Rvest works fine with tabular data. If, however, you are working with data outside of Wikipedia, you will find that website data is very rarely available in a <table> and is instead part of a hierarchical tree, which is a pain to process/clean in R.
In such cases, working with Python/BeautifulSoup4 and importing the clean and normalized data into R will save frustration over time, even offsetting the overhead of using two languages.
The primary use case for web scraping tools like Rvest is for data that doesn't have a JSON endpoint and everything is rendered serverside, or is a static web page.
The reason why so many people were mixing Python code with R was specifically for these sort of task. Web scraping in R has really caused me to not touch another tool outside of R for a few years now and it is great.
Well done Hadley Wickham being inspired by libraries like Beautiful Soup and bringing a great tool to R.
It really looks as easy as it can get. The good part of R is that many R packages are designed in a similar way (highly specialized methods, doing a good job). Combining that with %>% makes you really efficient.
This seems really an intuitive way of getting the tables. What would be the most similar library in python for those cases where R isn't available in the system (with the permissions in some labs machines, unfortunately it takes weeks-forever to get R installed)?
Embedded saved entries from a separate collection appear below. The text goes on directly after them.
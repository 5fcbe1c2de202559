use crate::errors::AppError;
use crate::models::analysis::{RiskLevel, TriageAction};
use crate::models::messages::ChatTurn;

use super::task::{TaskRunner, TaskSpec};

pub const RESPONSE_TASK: &str = "response";

const RESPONSE_SYSTEM: &str = "You draft short, human-sounding text messages from a case \
management team to a client, based on an action and the client's last message.\n\n\
**Your top priority is to match the client's tone and sentiment to sound as human as \
possible.** Analyze their message and mirror their style, whether it's formal, casual, \
frustrated, or happy. Your response MUST be appropriate for the urgency and sentiment of \
the client's message.\n\n\
- If the action is \"RESPOND\", write a direct, empathetic response to their message that \
matches their tone.\n\
- If the action is \"FLAG\", you must escalate to a human: first acknowledge the client's \
situation with empathy that matches the seriousness of their message, then explain that you \
are getting a team member to help immediately. If the message is urgent or serious, do NOT \
use casual phrases like \"That's a great question.\"\n\n\
Generate ONLY the response text. Do not include quotes or additional formatting.";

/// Drafts the client-facing reply. Only invoked when the gate in the
/// orchestrator decides a reply is safe to send; creative temperature since
/// the output is free text meant to mirror the client's voice.
#[derive(Clone)]
pub struct ResponseAgent {
    runner: TaskRunner,
    spec: TaskSpec,
}

impl ResponseAgent {
    pub fn new(runner: TaskRunner) -> Self {
        Self {
            runner,
            spec: TaskSpec::text(RESPONSE_TASK, RESPONSE_SYSTEM, 0.7),
        }
    }

    pub async fn draft(
        &self,
        history: &[ChatTurn],
        action: TriageAction,
        risk: RiskLevel,
    ) -> Result<String, AppError> {
        let last_message = history.last().map(|turn| turn.content.as_str()).unwrap_or("");
        let prompt = format!(
            "Action: **{action}**\nRisk level: {risk}\nClient's last message: \"{last_message}\"\n\n\
             Generate a response that matches the client's tone and the action required."
        );
        let text = self.runner.complete_text(&self.spec, &prompt).await?;
        // Models occasionally wrap the reply in quotes despite instructions.
        Ok(text.trim_matches('"').trim_matches('\'').trim().to_string())
    }
}
// backend/src/routes/chat.rs
// Inbound message analysis plus the conversation text utilities.

use axum::{
    Json, Router,
    extract::State,
    http::StatusCode,
    response::{IntoResponse, Response},
    routing::post,
};
use serde::{Deserialize, Serialize};
use tracing::debug;

use crate::{
    errors::AppError,
    models::{ChatTurn, ConversationPayload},
    state::AppState,
    text_processing::{clean_history, sanitize_text},
};

#[derive(Deserialize)]
pub struct SummarizeRequest {
    pub messages: Vec<ChatTurn>,
}

#[derive(Serialize)]
pub struct SummaryResponse {
    pub summary: String,
}

#[derive(Deserialize)]
pub struct ConciseRequest {
    pub text: String,
}

#[derive(Serialize)]
pub struct ConciseResponse {
    pub concise_text: String,
}

pub fn chat_routes(state: AppState) -> Router<AppState> {
    Router::new()
        .route("/analyze", post(analyze_handler))
        .route("/summarize", post(summarize_handler))
        .route("/make-concise", post(concise_handler))
        .with_state(state)
}

/// Runs the full analysis pipeline over one conversation. The transcript is
/// sanitized and bounded before the engine sees it; requests emptied by
/// sanitization are rejected rather than analyzed as blank.
async fn analyze_handler(
    State(state): State<AppState>,
    Json(payload): Json<ConversationPayload>,
) -> Result<Response, AppError> {
    debug!(
        client_id = %payload.client_info.client_id,
        raw_messages = payload.messages.len(),
        "analysis request received"
    );

    let history = clean_history(
        payload.messages,
        state.config.max_message_chars,
        state.config.max_history_messages,
    );
    if history.is_empty() {
        return Err(AppError::InvalidInput(
            "no analyzable messages provided".to_string(),
        ));
    }

    let analysis = state
        .orchestrator
        .analyze(&payload.client_info, &history)
        .await?;

    Ok((StatusCode::OK, Json(analysis)).into_response())
}

async fn summarize_handler(
    State(state): State<AppState>,
    Json(payload): Json<SummarizeRequest>,
) -> Result<Response, AppError> {
    let history = clean_history(
        payload.messages,
        state.config.max_message_chars,
        state.config.max_history_messages,
    );

    let summary = state.summarizer.summarize(&history).await?;
    Ok((StatusCode::OK, Json(SummaryResponse { summary })).into_response())
}

async fn concise_handler(
    State(state): State<AppState>,
    Json(payload): Json<ConciseRequest>,
) -> Result<Response, AppError> {
    let text = sanitize_text(&payload.text, state.config.max_message_chars);

    let concise_text = state.rewriter.make_concise(&text).await?;
    Ok((StatusCode::OK, Json(ConciseResponse { concise_text })).into_response())
}
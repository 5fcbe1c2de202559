use serde::{Deserialize, Serialize};
use serde_json::Value;

use crate::errors::AppError;
use crate::models::analysis::RiskLevel;

/// Raw risk verdict as returned by the model. The score is kept wide here
/// so out-of-range values reach `validate` instead of failing as a parse
/// error with no domain context.
#[derive(Debug, Clone, Serialize, Deserialize)]
pub struct RiskOutput {
    pub risk_update: String,
    pub risk_score: i64,
}

/// Validated risk assessment: level and an in-band score.
#[derive(Debug, Clone, Copy, PartialEq, Eq)]
pub struct RiskVerdict {
    pub level: RiskLevel,
    pub score: u8,
}

pub fn get_risk_schema() -> Value {
    serde_json::json!({
        "type": "object",
        "properties": {
            "risk_update": {
                "type": "string",
                "enum": ["High", "Medium", "Low"],
                "description": "Client retention risk level. Must be one of the exact values listed."
            },
            "risk_score": {
                "type": "integer",
                "minimum": 0,
                "maximum": 100,
                "description": "Numeric risk score. High maps to 70-100, Medium to 40-69, Low to 0-39."
            }
        },
        "required": ["risk_update", "risk_score"]
    })
}

impl RiskOutput {
    /// Checks domain membership, the 0-100 range, and that the score sits
    /// inside the band its level implies. A mismatch is rejected outright,
    /// never repaired.
    pub fn validate(&self) -> Result<(), AppError> {
        let level = RiskLevel::parse(&self.risk_update).ok_or_else(|| {
            AppError::AgentOutputInvalid(format!("invalid risk level: {:?}", self.risk_update))
        })?;

        if !(0..=100).contains(&self.risk_score) {
            return Err(AppError::AgentOutputInvalid(format!(
                "risk score {} outside 0-100",
                self.risk_score
            )));
        }

        let score = self.risk_score as u8;
        if !level.score_band().contains(&score) {
            return Err(AppError::AgentOutputInvalid(format!(
                "risk score {} outside band {:?} for level {}",
                score,
                level.score_band(),
                level
            )));
        }
        Ok(())
    }

    pub fn to_verdict(&self) -> Result<RiskVerdict, AppError> {
        self.validate()?;
        let level = RiskLevel::parse(&self.risk_update).ok_or_else(|| {
            AppError::AgentOutputInvalid(format!("invalid risk level: {:?}", self.risk_update))
        })?;
        Ok(RiskVerdict {
            level,
            score: self.risk_score as u8,
        })
    }
}
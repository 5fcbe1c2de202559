// backend/src/state.rs

use std::sync::Arc;
use std::time::Duration;

use crate::{
    config::Config,
    llm::AiClient,
    middleware::RateLimiter,
    services::{
        AnalysisOrchestrator, ChatSummarizer, ConciseRewriter, MicroInsightEngine,
        OutboundComposer, PortfolioReportEngine,
        analysis::{RetryPolicy, TaskRunner},
    },
};

// --- Shared application state ---
//
// Handlers receive this by clone; everything inside is an Arc (or built
// from Arcs), so cloning is cheap.
#[derive(Clone)]
pub struct AppState {
    pub config: Arc<Config>,
    pub ai_client: Arc<dyn AiClient>,
    pub orchestrator: Arc<AnalysisOrchestrator>,
    pub summarizer: Arc<ChatSummarizer>,
    pub rewriter: Arc<ConciseRewriter>,
    pub insight_engine: Arc<MicroInsightEngine>,
    pub report_engine: Arc<PortfolioReportEngine>,
    pub composer: Arc<OutboundComposer>,
    pub rate_limiter: Arc<RateLimiter>,
}

impl AppState {
    /// Builds every service from one client and one config. Analysis-side
    /// services share the agent model; outbound drafting uses the response
    /// model.
    #[must_use]
    pub fn new(config: Config, ai_client: Arc<dyn AiClient>) -> Self {
        let retry = RetryPolicy::new(config.agent_max_retries, config.agent_backoff_factor);
        let analysis_runner = TaskRunner::new(
            Arc::clone(&ai_client),
            config.agent_model.clone(),
            retry,
        );
        let response_runner = TaskRunner::new(
            Arc::clone(&ai_client),
            config.response_model.clone(),
            retry,
        );

        let orchestrator = Arc::new(AnalysisOrchestrator::new(Arc::clone(&ai_client), &config));
        let summarizer = Arc::new(ChatSummarizer::new(analysis_runner.clone()));
        let rewriter = Arc::new(ConciseRewriter::new(analysis_runner.clone()));
        let insight_engine = Arc::new(MicroInsightEngine::new(analysis_runner.clone()));
        let report_engine = Arc::new(PortfolioReportEngine::new(analysis_runner));
        let composer = Arc::new(OutboundComposer::new(response_runner));
        let rate_limiter = Arc::new(RateLimiter::new(
            config.rate_limit_requests,
            Duration::from_secs(config.rate_limit_window_secs),
        ));

        Self {
            config: Arc::new(config),
            ai_client,
            orchestrator,
            summarizer,
            rewriter,
            insight_engine,
            report_engine,
            composer,
            rate_limiter,
        }
    }
}
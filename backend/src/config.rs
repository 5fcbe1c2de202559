// backend/src/config.rs

use serde::Deserialize;

#[derive(Deserialize, Clone)]
pub struct Config {
    // API keys
    pub gemini_api_key: Option<String>,

    // Server
    #[serde(default = "default_host")]
    pub host: String,
    #[serde(default = "default_port")]
    pub port: u16,
    pub environment: Option<String>,

    // Frontend origin allowed by CORS
    #[serde(default = "default_frontend_base_url")]
    pub frontend_base_url: String,

    // Model configuration
    #[serde(default = "default_agent_model")]
    pub agent_model: String, // Deterministic analysis tasks
    #[serde(default = "default_response_model")]
    pub response_model: String, // Client-facing text generation

    // Retry behavior for inference calls
    #[serde(default = "default_agent_max_retries")]
    pub agent_max_retries: u32,
    #[serde(default = "default_agent_backoff_factor")]
    pub agent_backoff_factor: f64, // Seconds; doubled after each attempt

    // Request throttling
    #[serde(default = "default_rate_limit_requests")]
    pub rate_limit_requests: u32,
    #[serde(default = "default_rate_limit_window_secs")]
    pub rate_limit_window_secs: u64,

    // Conversation bounds
    #[serde(default = "default_max_history_messages")]
    pub max_history_messages: usize,
    #[serde(default = "default_max_message_chars")]
    pub max_message_chars: usize,
}

impl std::fmt::Debug for Config {
    fn fmt(&self, f: &mut std::fmt::Formatter<'_>) -> std::fmt::Result {
        f.debug_struct("Config")
            .field(
                "gemini_api_key",
                &self.gemini_api_key.as_ref().map(|_| "[REDACTED]"),
            )
            .field("host", &self.host)
            .field("port", &self.port)
            .field("environment", &self.environment)
            .field("frontend_base_url", &self.frontend_base_url)
            .field("agent_model", &self.agent_model)
            .field("response_model", &self.response_model)
            .field("agent_max_retries", &self.agent_max_retries)
            .field("agent_backoff_factor", &self.agent_backoff_factor)
            .field("rate_limit_requests", &self.rate_limit_requests)
            .field("rate_limit_window_secs", &self.rate_limit_window_secs)
            .field("max_history_messages", &self.max_history_messages)
            .field("max_message_chars", &self.max_message_chars)
            .finish()
    }
}

// Default value functions for serde
fn default_host() -> String {
    "0.0.0.0".to_string()
}
const fn default_port() -> u16 {
    8080
}
fn default_frontend_base_url() -> String {
    "http://localhost:3000".to_string()
}
fn default_agent_model() -> String {
    "gemini-2.5-flash".to_string()
}
fn default_response_model() -> String {
    "gemini-2.5-flash".to_string()
}
const fn default_agent_max_retries() -> u32 {
    3
}
const fn default_agent_backoff_factor() -> f64 {
    1.0
}
const fn default_rate_limit_requests() -> u32 {
    100
}
const fn default_rate_limit_window_secs() -> u64 {
    60
}
const fn default_max_history_messages() -> usize {
    500
}
const fn default_max_message_chars() -> usize {
    10_000
}

impl Config {
    /// Loads configuration from environment variables.
    ///
    /// # Errors
    ///
    /// Returns `anyhow::Error` if environment variable parsing fails,
    /// such as when a variable has an invalid format.
    pub fn load() -> Result<Self, anyhow::Error> {
        envy::from_env::<Self>().map_err(anyhow::Error::from)
    }
}

impl Default for Config {
    fn default() -> Self {
        Self {
            gemini_api_key: None,
            host: default_host(),
            port: default_port(),
            environment: None,
            frontend_base_url: default_frontend_base_url(),
            agent_model: default_agent_model(),
            response_model: default_response_model(),
            agent_max_retries: default_agent_max_retries(),
            agent_backoff_factor: default_agent_backoff_factor(),
            rate_limit_requests: default_rate_limit_requests(),
            rate_limit_window_secs: default_rate_limit_window_secs(),
            max_history_messages: default_max_history_messages(),
            max_message_chars: default_max_message_chars(),
        }
    }
}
I've written a few blog posts where I used Rvest to get data and R's great visualization tools to visualize it. R has a ton of issues as a platform and language but this is a fantastic package and it has a great ecosystem for small data (the majority of data).
Rvest is for webscrapping newbs. A more seasoned R person would still use PhantomJS and RSelenium as it actually collects all the page's information but Rvest only collections a portion of it. Try it on washingtonpost.com and you will see.
In such cases, working with Python/BeautifulSoup4 and importing the clean and normalized data into R will save frustration over time, even offsetting the overhead of using two languages.